POLITIK

„Dieser Haushaltsentwurf ist nicht genehmigungsfähig“

pn; 20.10.2022, 13:45 Uhr
Fotos: Michael Kleinjung ---- Die Zahlen, die Bürgermeister Matthias Thul (l.) und sein Kämmerer Bernd Knabe am gestrigen Abend vorstellten, sorgten noch im Rat für Disskussionen.
POLITIK

„Dieser Haushaltsentwurf ist nicht genehmigungsfähig“

  • 1
pn; 20.10.2022, 13:45 Uhr
Bergneustadt – Haushaltseinbringung im Stadtrat – Kreisumlage und explodierende Energiekosten sorgen für massives Defizit, das nicht vollständig isoliert werden kann – Grundsteuer B wieder auf altem Wert.

Von Peter Notbohm

 

Reichlich Zündstoff bietet die Haushaltsplanung der Stadt Bergneustadt für das kommende Jahr. Kämmerer Bernd Knabe gilt gemeinhin als nüchterner und ruhiger Vertreter, ein Zahlenmensch durch und durch. Jemand, der schon im vergangenen Jahr davor gewarnt hat, dass bereits 2023 nach zuletzt sechs ausgeglichenen Haushalten der Rückfall in die Haushaltssicherung drohe.

 

Die warnenden Worte scheinen sich nun zu prophezeien. „Die Zahlen sehen bitter, bitter böse aus“, leitete der Kämmerer (Foto) seine Haushaltsrede in der gestrigen Stadtratssitzung im Krawinkelsaal ein. Obwohl die Gewerbesteuer sich weiterhin auf einem guten Niveau befinde, ist der von ihm vorgelegte Haushaltsentwurf nach seiner Bewertung nicht genehmigungsfähig.

 

Ein Defizit von 4,5 Millionen Euro weist das fast 450 Seiten starke Zahlenwerk eigentlich aus.

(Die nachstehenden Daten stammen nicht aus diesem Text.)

//! FILENAME: app/src/config.rs
// PURPOSE: The report configuration file and the interactive prompts.
// CONTEXT: A config file holds a `data` block (what to aggregate) and a
// `styles` block (how to render). Only key existence is checked up front.

use std::io::{BufRead, Write};
use std::path::Path;
use engine::{CellValue, StyleConfig};
use persistence::json_to_cell;
use pivot_engine::{AggregationType, PivotDefinition};
use serde::{Deserialize, Deserializer, Serialize};
use serde_json::{Map, Value};

use crate::error::ConfigError;

pub const DEFAULT_CONFIG_FILE: &str = "config/config.json";

/// Source path key; required for file runs only.
pub const SOURCE_KEY: &str = "csv_file_path";

/// Keys every `data` block must have.
pub const DATA_KEYS: [&str; 5] = ["filters", "group_cols", "agg_func", "agg_col", "subtotal_col"];

// ============================================================================
// TYPES
// ============================================================================

/// The `data` block.
#[derive(Debug, Clone, PartialEq, Serialize, Deserialize)]
pub struct DataConfig {
    #[serde(default)]
    pub csv_file_path: Option<String>,

    /// Column -> required value.
    #[serde(default)]
    pub filters: Map<String, Value>,

    #[serde(deserialize_with = "one_or_many")]
    pub group_cols: Vec<String>,

    pub agg_func: String,

    pub agg_col: String,

    #[serde(deserialize_with = "one_or_many")]
    pub subtotal_col: Vec<String>,
}

/// A whole configuration file.
#[derive(Debug, Clone, PartialEq, Serialize, Deserialize)]
pub struct ReportConfig {
    pub data: DataConfig,
    #[serde(default)]
    pub styles: StyleConfig,
}

#[derive(Deserialize)]
#[serde(untagged)]
enum OneOrMany {
    One(String),
    Many(Vec<String>),
}

/// Accepts `"a,b"` or `["a", "b"]`; entries are trimmed and empty ones
/// dropped.
fn one_or_many<'de, D>(deserializer: D) -> Result<Vec<String>, D::Error>
where
    D: Deserializer<'de>,
{
    let raw = match OneOrMany::deserialize(deserializer)? {
        OneOrMany::One(s) => s.split(',').map(str::to_string).collect(),
        OneOrMany::Many(v) => v,
    };
    Ok(clean_list(raw))
}

fn clean_list(items: Vec<String>) -> Vec<String> {
    items
        .into_iter()
        .map(|s| s.trim().to_string())
        .filter(|s| !s.is_empty())
        .collect()
}

impl DataConfig {
    /// Filters as typed cell values, in file order.
    pub fn filter_values(&self) -> Vec<(String, CellValue)> {
        self.filters
            .iter()
            .map(|(column, value)| (column.clone(), json_to_cell(value)))
            .collect()
    }

    /// Builds the pipeline definition. Fails on an unknown aggregation name.
    pub fn to_definition(&self) -> Result<PivotDefinition, ConfigError> {
        let aggregation: AggregationType = self
            .agg_func
            .parse()
            .map_err(|e: pivot_engine::PivotError| ConfigError::Invalid(e.to_string()))?;

        Ok(PivotDefinition {
            filters: self.filter_values(),
            group_cols: self.group_cols.clone(),
            aggregation,
            agg_col: self.agg_col.clone(),
            subtotal_cols: self.subtotal_col.clone(),
        })
    }
}

// ============================================================================
// LOADING
// ============================================================================

/// Reads a config file as raw JSON.
pub fn read_config(path: &Path) -> Result<Value, ConfigError> {
    let text = std::fs::read_to_string(path)?;
    Ok(serde_json::from_str(&text)?)
}

/// Lists every required key absent from `raw`, as dotted paths.
pub fn missing_keys(raw: &Value, require_source: bool) -> Vec<String> {
    let mut missing = Vec::new();

    match raw.get("data").and_then(Value::as_object) {
        Some(data) => {
            if require_source && !data.contains_key(SOURCE_KEY) {
                missing.push(format!("data.{}", SOURCE_KEY));
            }
            for key in DATA_KEYS {
                if !data.contains_key(key) {
                    missing.push(format!("data.{}", key));
                }
            }
        }
        None => missing.push("data".to_string()),
    }
    if raw.get("styles").is_none() {
        missing.push("styles".to_string());
    }
    missing
}

/// Checks key existence, then deserializes.
pub fn parse_config(raw: &Value, require_source: bool) -> Result<ReportConfig, ConfigError> {
    let missing = missing_keys(raw, require_source);
    if !missing.is_empty() {
        return Err(ConfigError::MissingKeys(missing));
    }
    Ok(serde_json::from_value(raw.clone())?)
}

pub fn load_config(path: &Path, require_source: bool) -> Result<ReportConfig, ConfigError> {
    parse_config(&read_config(path)?, require_source)
}

/// The `styles` block alone, defaulted when absent. Used by interactive runs,
/// which take their `data` block from the prompts.
pub fn styles_from(raw: &Value) -> Result<StyleConfig, ConfigError> {
    match raw.get("styles") {
        Some(styles) => Ok(serde_json::from_value(styles.clone())?),
        None => Ok(StyleConfig::default()),
    }
}

// ============================================================================
// INTERACTIVE
// ============================================================================

fn ask<R: BufRead, W: Write>(input: &mut R, output: &mut W, prompt: &str) -> std::io::Result<String> {
    write!(output, "{}", prompt)?;
    output.flush()?;
    let mut line = String::new();
    input.read_line(&mut line)?;
    Ok(line.trim().to_string())
}

fn split_list(answer: &str) -> Vec<String> {
    clean_list(answer.split(',').map(str::to_string).collect())
}

/// Prompts for every `data` key. An empty filter answer means no filter.
pub fn prompt_data_config<R: BufRead, W: Write>(input: &mut R, output: &mut W) -> std::io::Result<DataConfig> {
    let csv_file_path = ask(input, output, "Enter the CSV file path: ")?;
    let result_filter = ask(input, output, "Enter the result filter (e.g., 'failed'): ")?;
    let group_cols = ask(input, output, "Enter the group columns (comma-separated): ")?;
    let agg_func = ask(input, output, "Enter the aggregation function (e.g., 'count'): ")?;
    let agg_col = ask(input, output, "Enter the aggregation column name: ")?;
    let subtotal_col = ask(input, output, "Enter the subtotal columns (comma-separated): ")?;

    let mut filters = Map::new();
    if !result_filter.is_empty() {
        filters.insert("result".to_string(), Value::String(result_filter));
    }

    Ok(DataConfig {
        csv_file_path: Some(csv_file_path),
        filters,
        group_cols: split_list(&group_cols),
        agg_func,
        agg_col,
        subtotal_col: split_list(&subtotal_col),
    })
}

#[cfg(test)]
mod tests {
    use super::*;
    use serde_json::json;

    fn sample() -> Value {
        json!({
            "data": {
                "csv_file_path": "data/tests.csv",
                "filters": {"result": "failed"},
                "group_cols": ["suite", "test"],
                "agg_func": "count",
                "agg_col": "Count",
                "subtotal_col": ["suite"]
            },
            "styles": {
                "colors": {"subtotal_1": {"background": "DDEBF7", "text": "000000"}},
                "paginate": false
            }
        })
    }

    #[test]
    fn test_parse_full_config() {
        let config = parse_config(&sample(), true).unwrap();
        assert_eq!(config.data.group_cols, vec!["suite", "test"]);
        assert!(!config.styles.paginate);

        let def = config.data.to_definition().unwrap();
        assert_eq!(def.aggregation, AggregationType::Count);
        assert_eq!(def.filters, vec![("result".to_string(), CellValue::text("failed"))]);
        assert_eq!(def.subtotal_cols, vec!["suite"]);
    }

    #[test]
    fn test_all_missing_keys_reported_together() {
        let raw = json!({"data": {"group_cols": ["a"], "agg_col": "v"}});
        match parse_config(&raw, true).unwrap_err() {
            ConfigError::MissingKeys(keys) => assert_eq!(
                keys,
                vec![
                    "data.csv_file_path",
                    "data.filters",
                    "data.agg_func",
                    "data.subtotal_col",
                    "styles",
                ]
            ),
            other => panic!("expected MissingKeys, got {:?}", other),
        }
    }

    #[test]
    fn test_source_key_optional_for_payload_runs() {
        let mut raw = sample();
        raw["data"].as_object_mut().unwrap().remove("csv_file_path");
        assert!(parse_config(&raw, false).is_ok());
        assert!(parse_config(&raw, true).is_err());
    }

    #[test]
    fn test_comma_separated_lists() {
        let mut raw = sample();
        raw["data"]["group_cols"] = json!("suite, test,");
        raw["data"]["subtotal_col"] = json!("");
        let config = parse_config(&raw, true).unwrap();
        assert_eq!(config.data.group_cols, vec!["suite", "test"]);
        assert!(config.data.subtotal_col.is_empty());
    }

    #[test]
    fn test_unknown_aggregation_is_invalid() {
        let mut raw = sample();
        raw["data"]["agg_func"] = json!("harmonic");
        let config = parse_config(&raw, true).unwrap();
        assert!(matches!(config.data.to_definition(), Err(ConfigError::Invalid(_))));
    }

    #[test]
    fn test_interactive_prompts() {
        let answers = "data/x.csv\n\nsuite,test\nsum\nduration\nsuite\n";
        let mut input = answers.as_bytes();
        let mut output = Vec::new();
        let data = prompt_data_config(&mut input, &mut output).unwrap();

        assert_eq!(data.csv_file_path.as_deref(), Some("data/x.csv"));
        assert!(data.filters.is_empty());
        assert_eq!(data.group_cols, vec!["suite", "test"]);
        assert_eq!(data.agg_func, "sum");
        assert_eq!(data.subtotal_col, vec!["suite"]);
        assert!(String::from_utf8(output).unwrap().contains("Enter the CSV file path"));
    }

    #[test]
    fn test_styles_default_when_absent() {
        let styles = styles_from(&json!({})).unwrap();
        assert!(styles.paginate);
    }
}
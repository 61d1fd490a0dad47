//! FILENAME: app/src/lib.rs
// PURPOSE: Report runner library: configuration, the end-to-end controller,
// and the HTTP surface. The binary in main.rs is a thin CLI over this.

pub mod config;
pub mod controller;
pub mod error;
pub mod logging;
pub mod server;

pub use config::{load_config, parse_config, prompt_data_config, DataConfig, ReportConfig, DEFAULT_CONFIG_FILE};
pub use controller::{generate_report, process_file, process_json, process_payload, DEFAULT_OUTPUT_DIR};
pub use error::{ConfigError, ReportError};
pub use persistence::Artifacts;
pub use server::{create_router, serve, ServerState};
//! FILENAME: core/pivot-engine/src/lib.rs
//! Subtotal report subsystem.
//!
//! This crate turns a flat source table into an outline-form subtotal report.
//! It depends on `engine` only for shared types (CellValue, Table, styles).
//!
//! Layers:
//! - `definition`: Serializable configuration (what the report IS)
//! - `cache`: Hashable group keys and row grouping (HOW we group)
//! - `aggregate` / `subtotal` / `outline` / `layout`: the pipeline stages
//! - `view`: Renderable output for the renderers (WHAT we display)
//! - `pipeline`: The pipeline driver

pub mod definition;
pub mod cache;
pub mod error;
pub mod aggregate;
pub mod subtotal;
pub mod outline;
pub mod layout;
pub mod view;
pub mod pipeline;

pub use definition::*;
pub use cache::{GroupIndex, GroupKey, KeyValue, OrderedFloat};
pub use error::{ColumnRole, PivotError};
pub use view::*;
pub use aggregate::aggregate;
pub use subtotal::add_totals;
pub use outline::{blank_repeats, format_outline};
pub use layout::{classify_row, classify_rows, compute_spans, row_styles};
pub use pipeline::{calculate_report, check_levels};
//! FILENAME: core/persistence/src/lib.rs
//! Report Persistence Module
//!
//! Loads source tables (CSV, JSON, spreadsheets) and writes finished
//! reports as XLSX workbooks and PDF documents.

mod csv_reader;
mod error;
mod json_reader;
mod naming;
mod pdf_writer;
mod render;
mod xlsx_reader;
mod xlsx_writer;

pub use csv_reader::{load_csv, read_csv};
pub use error::{LoadError, RenderError};
pub use json_reader::{json_to_cell, load_json, parse_json_rows, table_from_json};
pub use naming::{output_dir_for, timestamped_path, timestamped_path_at, ARTIFACT_STEM};
pub use pdf_writer::{page_size, PdfRenderer};
pub use render::{render_to, ReportRenderer, StyleSheet};
pub use xlsx_reader::load_spreadsheet;
pub use xlsx_writer::{XlsxRenderer, SHEET_NAME};

use engine::{StyleConfig, Table};
use pivot_engine::PivotReport;
use std::path::{Path, PathBuf};

/// Loads a source file, choosing the reader by extension.
pub fn load_source(path: &Path) -> Result<Table, LoadError> {
    if !path.exists() {
        return Err(LoadError::SourceNotFound(path.to_path_buf()));
    }

    let extension = path
        .extension()
        .and_then(|e| e.to_str())
        .map(|e| e.to_ascii_lowercase())
        .unwrap_or_default();

    match extension.as_str() {
        "csv" | "txt" => load_csv(path),
        "json" => load_json(path),
        "xlsx" | "xlsm" | "xls" | "ods" => load_spreadsheet(path),
        other => Err(LoadError::UnsupportedFormat(other.to_string())),
    }
}

/// Paths of the two artifacts written for one report.
#[derive(Debug, Clone, PartialEq, Eq)]
pub struct Artifacts {
    pub pdf_file: PathBuf,
    pub excel_file: PathBuf,
}

/// Renders `report` as PDF and XLSX into `dir` under timestamped names.
/// If the second artifact fails the first is removed too, so a run yields
/// both files or none.
pub fn write_artifacts(
    report: &PivotReport,
    styles: &StyleConfig,
    dir: &Path,
) -> Result<Artifacts, RenderError> {
    std::fs::create_dir_all(dir)?;

    let pdf_file = timestamped_path(dir, PdfRenderer.extension());
    render_to(&PdfRenderer, report, styles, &pdf_file)?;

    let excel_file = timestamped_path(dir, XlsxRenderer.extension());
    if let Err(err) = render_to(&XlsxRenderer, report, styles, &excel_file) {
        let _ = std::fs::remove_file(&pdf_file);
        return Err(err);
    }

    Ok(Artifacts {
        pdf_file,
        excel_file,
    })
}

Nur durch die Ankündigung von NRW-Kommunalministerin Ina Scharrenbach, dass die Regelungen des Corona-Isolierungsgesetzes auch im kommenden Jahr weiterhin gelten sollen und auf die Belastungen der kommunalen Haushalte durch den Ukraine-Krieg ausgeweitet werden können, kann das Defizit auf rund 213.000 Euro gedrückt werden, muss in den kommenden Jahrzehnten aber auch abgeschrieben werden. Für die kommenden Jahren plant Knabe bereits siebenstellige Fehlbeträge ein. Einkalkulierten Aufwendungen von 58,8 Millionen Euro stehen für 2023 eingeplante Einnahmen von 58,6 Millionen Euro in der Stadtkasse gegenüber.

 

WERBUNG

Wenig überraschend: Der Grundsteuer-B-Hebesatz befindet sich wieder auf seinem alten Niveau von 959 Prozentpunkten. Knabe hatte schon bei der Senkung im vergangenen Jahr angekündigt, dass der Hebesatz von 895 Prozent bereits in diesem Jahr wieder angehoben werden muss. Für die Stadtkasse bedeutet dies Mehreinnahmen von 400.000 Euro auf 5,7 Millionen Euro. Unangetastet bleibt der Hebesatz der Grundsteuer A (370 Prozent). Ebenfalls unverändert: Der Hebesatz zur Gewerbesteuer mit 475 Prozent.

 

Personal- und Versorgungsaufwand steigen leicht an, ein echter Nackenschlag sind dagegen die Aufwendungen für Sach- und Dienstleistungen, die von 10,5 auf 12,9 Millionen explodieren. Grund hierfür sind die gestiegenen Energiekosten: Für Strom, Gas, Holzhackschnitzel und Heizöl müssen 2,6 Millionen statt der 611.000 aus dem vergangenen Jahr veranschlagt werden.

 

Größtes Ärgernis bleibt aus Bergneustädter Sicht aber die Kreisumlage. Sie übertrifft die Energiekosten sogar noch und steigt um 2,2 Millionen Euro auf nunmehr 23 Millionen Euro an. „Wenn das so weitergeht, bedeutet das den Tod für die kommunale Selbstverwaltung“, malte Bürgermeister Matthias Thul (Foto) eine düstere Zukunftsprognose, in der der städtische Haushalt spätestens 2024 in „ein Grab auf den Zentralfriedhof umgelegt“ werden könne. Bleibe der Landschaftsverband Rheinland so unersättlich, werde die Kreisumlage spätestens 2026 den Bergneustädter Haushalt mit 26,1 Millionen Euro belasten – mehr als die Summe aller Steuererträge der Bürger zusammen.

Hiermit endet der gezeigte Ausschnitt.